Do Unto Others…..Be Nice

Nice.

Funny how that word is used.  Nowdays, one would be forgiven for thinking that it is verbal punctuation – an affirmative exclamation by a listener to the account of a positive development, shorthand for “good for you!”. When understood as a noun it seems – even worse – to have become a synonym for wimpiness.

Used to be that it was a good thing to be nice.

Back in the day, it went without saying that there was a need for a change if word was that a some girl was ”not nice”.  Indeed, if all went well, little girls were supposed to grow up to be ‘a nice girl’.  Parents prayed for their daughters to meet “a nice young man” – and which Prince Charming-in-training does not have a memory of Mom snapping “be nice’ when boisterous play somehow become aggressive ?

Nice.

I remember striving earnestly to be a nice person at a time when the virtue of being nice was a no-brainer.  Ask most people back then, and they would have told you that a nice person was someone who was not mean but kind, someone who was friendly and who sincerely cared about others. A person who cared enough to go out of their way to help others.  I took it for granted – as most people did – that everyone – if there was nothing wrong with them – wanted to be like that.

Nice!

And so, I grew up – a nice girl – who strove to be nice, who expected everyone to be nice back.  And she lived nicely, happily ever after………..

….. (screech of rudely interrupted soundtrack of contented ambiance) Or maybe not.

What was that about people being nice in return?  Was that part of the deal?  If it was, then something went badly awry in my little reverie…..

From the starting injunction to ‘be nice’, it became my expectation – somewhere along the way – that people would be nice to me, if I was nice to them.  And it didn’t stop there.  One day I realized that I was putting all this energy into being nice because I wanted people to be nice back to me.  In other words, rather than an expectation, it had become the motivation,  With hindsight, that rider snuck in completely unnoticed.

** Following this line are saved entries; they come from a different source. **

use std::path::PathBuf;

use chrono::{NaiveDate, NaiveDateTime, NaiveTime};
use clap::{Parser, Subcommand};

use tide_window_lib::config::DEFAULT_CONFIG_PATH;

/// Tidal and daylight navigability windows for port approach channels.
#[derive(Parser)]
#[command(
    name = "tide-window",
    version,
    about = "Tidal and daylight navigability window forecasts"
)]
pub struct Cli {
    /// Increase verbosity (-v info, -vv debug, -vvv trace).
    #[arg(short, long, global = true, action = clap::ArgAction::Count)]
    pub verbose: u8,

    /// Path to TOML configuration file.
    #[arg(short, long, global = true, default_value = DEFAULT_CONFIG_PATH)]
    pub config: PathBuf,

    /// Subcommand to run.
    #[command(subcommand)]
    pub command: Command,
}

/// Available subcommands.
#[derive(Subcommand)]
pub enum Command {
    /// Tidal windows for a vessel arriving at a port.
    Tidal(WindowArgs),
    /// Tidal windows restricted to daylight.
    Combined(CombinedArgs),
    /// Combined windows for a synthetic port, no reference data needed.
    Demo(DemoArgs),
    /// Write the default configuration file.
    InitConfig,
}

/// Arguments shared by the `tidal` and `combined` subcommands.
#[derive(clap::Args)]
pub struct WindowArgs {
    /// Vessel IMO number.
    #[arg(long)]
    pub vessel: u64,

    /// Port UN/LOCODE.
    #[arg(long)]
    pub port: String,

    /// Arrival time, e.g. 2024-03-01T06:00 (naive clock time).
    #[arg(long, value_parser = parse_arrival)]
    pub arrival: NaiveDateTime,

    /// Override the reference data path from config.
    #[arg(long)]
    pub data: Option<PathBuf>,

    /// Print a depth chart after the window list.
    #[arg(long)]
    pub plot: bool,

    /// Print the windows as JSON.
    #[arg(long, conflicts_with = "plot")]
    pub json: bool,
}

/// Arguments for the `combined` subcommand.
#[derive(clap::Args)]
pub struct CombinedArgs {
    #[command(flatten)]
    pub window: WindowArgs,

    /// Days of daylight windows, overrides config.
    #[arg(long)]
    pub days: Option<u32>,
}

/// Arguments for the `demo` subcommand.
#[derive(clap::Args)]
pub struct DemoArgs {
    /// Arrival time; defaults to today at midnight.
    #[arg(long, value_parser = parse_arrival)]
    pub arrival: Option<NaiveDateTime>,

    /// Draught of the demo vessel in metres.
    #[arg(long, default_value_t = 15.2)]
    pub draught: f64,
}

/// Accepts `YYYY-MM-DDTHH:MM[:SS]`, the same with a space separator, or a bare
/// date (midnight).
pub fn parse_arrival(value: &str) -> Result<NaiveDateTime, String> {
    const FORMATS: &[&str] = &[
        "%Y-%m-%dT%H:%M:%S",
        "%Y-%m-%dT%H:%M",
        "%Y-%m-%d %H:%M:%S",
        "%Y-%m-%d %H:%M",
    ];

    FORMATS
        .iter()
        .find_map(|format| NaiveDateTime::parse_from_str(value, format).ok())
        .or_else(|| {
            NaiveDate::parse_from_str(value, "%Y-%m-%d")
                .ok()
                .map(|date| date.and_time(NaiveTime::default()))
        })
        .ok_or_else(|| format!("invalid arrival time '{value}', expected YYYY-MM-DDTHH:MM[:SS]"))
}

By this point however, I was suspicious that neither expectation nor motivation was based on a sound premise.  Though it took many years, life worked hard to teach me that many people are in fact not nice.  My experience was that it is not hard to find people who have no desire whatsoever to be nice.  Though I was a slow learner in this regard, I finally grasped that, the fact that I was ‘nice’ to someone did not – not by a long way – mean that they would be nice back to me.

It was at that juncture that I finally began to question the whole ‘niceness’ thing.  Who said I should be nice? Why was this important – if at all?   Sure, my parents had told me to be nice, but looking beyond that, why?  Was this a social more I could disregard now that I was all grown up and my own person?  I mean, if they were inspired merely by social mores, perhaps it was optional.

I didn’t have to probe much more deeply however, before I remembered the ‘golden rule’: do unto others as you would have them do unto you.  A prominent social more, the source of that injunction is in fact the words of Jesus from His Sermon on the Mount.

Well, if my Lord Jesus said it, that’s good enough for me!  But perhaps you want us to press on just a little further.

Yes, Lord Jesus said to treat others as you would want them to treat you (and it goes without saying that this applies to normal persons, not masochists or other persons whose expectations are abnormal; not that the bible does not apply to everyone, masochists and all, but having twisted desires does not excuse treating others according to dictates of those desires), but, did He say why we should?

It seems to me that there is something calculating – even manipulative – about being ‘nice’ to people, if I do this only because I want them to be nice to me.  An inauthentic, insincere charade surely?  Not nice at all – when you dissect it closely – in fact it is behavior that one who would model him/herself after the person of Christ aka a christian should not want to engage in.

And that is the point.  The reason we are to behave in this way is not to get anything back, but to emulate our Lord God who is supposed to be the guiding light of our lives.  We are supposed to be sincere, unselfish, gladly looking to the interests of others instead of just our own.  Compassionate, kind, humble, gentle and patient.  Now, that’s a good thing.

All this, and we get to be unselfish and avoid drawing attention to our acts of kindness too??

Even harder than I thought….and put it this way – it doesn’t sound like a cop out for the spineless to me!

It’s not easy being nice – but we are to be.  Nice!